Wednesday, February 09, 2005

How to Ace the New SATs

The SATs have added an essay question and there is a story on it in the Washington Post. Here is a paragraph concerning the grading criterion for a question where the student was asked to either defend or argue against the value of secrecy:

"An essay that does little more than restate the question gets a 1. An essay that compares humans to squirrels -- if a squirrel told other squirrels about its food store, it would die, therefore secrecy is necessary for survival -- merits a 5 [a good score]. Brian A. Bremen, an English professor at the University of Texas at Austin, notes that the writer provides only one real example. Nevertheless, he says, the writer displays "a clear chain of thought" and should be rewarded, "despite his Republican tendencies."

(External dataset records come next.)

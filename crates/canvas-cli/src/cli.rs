use std::path::PathBuf;

use canvas_core::sensors::{Location, MotionVector};
use clap::{Parser, Subcommand};

/// CLI surface definition.
#[derive(Parser, Debug)]
#[command(
    name = "canvas",
    about = "Encrypted on-device store for sensor readings and trained models",
    version,
    propagate_version = true
)]
pub struct Cli {
    #[command(subcommand)]
    pub command: Command,
}

#[derive(Subcommand, Debug, Clone, PartialEq)]
pub enum Command {
    /// Round-trip a sample payload through the encryption path.
    Health,
    /// Manage CLI configuration.
    #[command(subcommand)]
    Config(ConfigCommand),
    /// Inspect and extend the sensor log.
    #[command(subcommand)]
    Sensors(SensorsCommand),
    /// Manage trained model versions.
    #[command(subcommand)]
    Models(ModelsCommand),
    /// Train a baseline model on the collected readings.
    Train,
}

#[derive(Subcommand, Debug, Clone, PartialEq, Eq)]
pub enum ConfigCommand {
    /// Create a default config file if one does not exist.
    Init,
}

#[derive(Subcommand, Debug, Clone, PartialEq)]
pub enum SensorsCommand {
    /// Append one reading stamped with the current time.
    Record {
        /// Accelerometer sample as `x,y,z` (m/s²).
        #[arg(long, value_parser = parse_motion, allow_hyphen_values = true)]
        accel: Option<MotionVector>,
        /// Gyroscope sample as `x,y,z` (rad/s).
        #[arg(long, value_parser = parse_motion, allow_hyphen_values = true)]
        gyro: Option<MotionVector>,
        /// Location as `lat,lon,altitude,accuracy`.
        #[arg(long, value_parser = parse_location, allow_hyphen_values = true)]
        location: Option<Location>,
    },
    /// Append readings from a JSON array file.
    Import { path: PathBuf },
    /// Print stored readings.
    List {
        /// Only the most recent N readings.
        #[arg(long)]
        recent: Option<usize>,
    },
    /// Print count and time span of the log.
    Stats,
    /// Delete every stored reading.
    Clear,
}

#[derive(Subcommand, Debug, Clone, PartialEq)]
pub enum ModelsCommand {
    /// List model versions, newest first.
    List,
    /// Print the version the next saved model will get.
    NextVersion,
    /// Store an artifact file as the next model version.
    Import {
        path: PathBuf,
        #[arg(long)]
        accuracy: Option<f64>,
        #[arg(long, default_value_t = 0)]
        data_points: u64,
        #[arg(long, default_value_t = 0.0)]
        duration_secs: f64,
    },
    /// Decrypt a model artifact to a file (latest when no version is given).
    #[command(disable_version_flag = true)]
    Export {
        out: PathBuf,
        #[arg(long)]
        version: Option<u32>,
    },
    /// Delete a model version.
    #[command(disable_version_flag = true)]
    Delete { version: u32 },
}

fn parse_floats<const N: usize>(raw: &str) -> Result<[f64; N], String> {
    let values = raw
        .split(',')
        .map(|part| part.trim().parse::<f64>().map_err(|e| format!("{part:?}: {e}")))
        .collect::<Result<Vec<_>, _>>()?;
    values
        .try_into()
        .map_err(|v: Vec<f64>| format!("expected {N} comma-separated numbers, got {}", v.len()))
}

fn parse_motion(raw: &str) -> Result<MotionVector, String> {
    let [x, y, z] = parse_floats::<3>(raw)?;
    Ok(MotionVector::new(x, y, z))
}

fn parse_location(raw: &str) -> Result<Location, String> {
    let [latitude, longitude, altitude, accuracy] = parse_floats::<4>(raw)?;
    Ok(Location {
        latitude,
        longitude,
        altitude,
        accuracy,
    })
}
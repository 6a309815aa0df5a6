use anyhow::Result;
use async_trait::async_trait;
use canvas_core::{
    sensors::SensorReading,
    training::{ProgressSink, TrainedArtifact, Trainer},
};
use serde::{Deserialize, Serialize};

use crate::TrainingError;

/// Mean and spread of accelerometer magnitude over the training readings.
#[derive(Debug, Clone, PartialEq, Serialize, Deserialize)]
pub struct MagnitudeBaseline {
    pub mean: f64,
    pub std_dev: f64,
    pub samples: usize,
}

impl MagnitudeBaseline {
    /// `None` when no reading carries an accelerometer sample.
    pub fn fit(readings: &[SensorReading]) -> Option<Self> {
        let magnitudes: Vec<f64> = readings
            .iter()
            .filter_map(|r| r.accelerometer.map(|a| a.magnitude()))
            .collect();
        if magnitudes.is_empty() {
            return None;
        }

        let n = magnitudes.len() as f64;
        let mean = magnitudes.iter().sum::<f64>() / n;
        let variance = magnitudes.iter().map(|m| (m - mean).powi(2)).sum::<f64>() / n;
        Some(Self {
            mean,
            std_dev: variance.sqrt(),
            samples: magnitudes.len(),
        })
    }

    /// Whether `magnitude` lies within two standard deviations of the mean.
    pub fn is_typical(&self, magnitude: f64) -> bool {
        (magnitude - self.mean).abs() <= 2.0 * self.std_dev
    }

    pub fn from_artifact(bytes: &[u8]) -> serde_json::Result<Self> {
        serde_json::from_slice(bytes)
    }
}

/// Reference trainer producing a [`MagnitudeBaseline`] artifact.
///
/// Accuracy is the share of training samples the baseline deems typical.
#[derive(Debug, Default, Clone, Copy)]
pub struct MagnitudeBaselineTrainer;

#[async_trait]
impl Trainer for MagnitudeBaselineTrainer {
    fn name(&self) -> &'static str {
        "magnitude-baseline"
    }

    async fn train(
        &self,
        readings: &[SensorReading],
        progress: &dyn ProgressSink,
    ) -> Result<TrainedArtifact> {
        let baseline = MagnitudeBaseline::fit(readings).ok_or(TrainingError::NoValidData)?;
        progress.report(0.5);

        let typical = readings
            .iter()
            .filter_map(|r| r.accelerometer)
            .filter(|a| baseline.is_typical(a.magnitude()))
            .count();
        let accuracy = typical as f64 / baseline.samples as f64;
        progress.report(1.0);

        Ok(TrainedArtifact {
            bytes: serde_json::to_vec(&baseline)?,
            accuracy: Some(accuracy),
        })
    }
}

How absolutely beneficent of the good professor to reward the student "despite his Republican tendencies." But somehow I doubt that will hold up over time. If I were a student taking the SATs, in answering any essay question I got, I'd find a way, no matter what the topic, to insert something about being a cross-dressing multi-racial bisexual who eschews organized religion (but nevertheless consider myself to be very spiritual) - 1600 and Harvard here I come.

I remember taking the Achievement Tests, some offshoot of the SAT, which required me to write an essay considering the following quote: "The more things change, the more they stay the same." Here is how I should have responded:

"Despite all of the so-called progress with respect to tolerance in Amerika, I can tell you first hand that it is no picnic being a cross-dressing multi-racial bisexual in suburbia. When I came out of the closet in my high school, dressed from head to toe in a beautiful black Versace gown and Dolce Gabbana shoes, I can tell you right away that the Student Christian Group jeered uncontrollably; I was so upset that I had to skip my yoga meditation class after school. Sometimes I wish I lived in France, where my unshaved armpits would not look out of place in a good sleeveless dress. Despite all of the progress that was made by brave youths in the sixties, Amerika is still a fascist intolerant nation - the more things change, the more they stay the same. Sometimes I wonder what in the hell my parents were thinking when they left Cuba. P.S. I have a poster of Che Guevera in my room - he is my hero."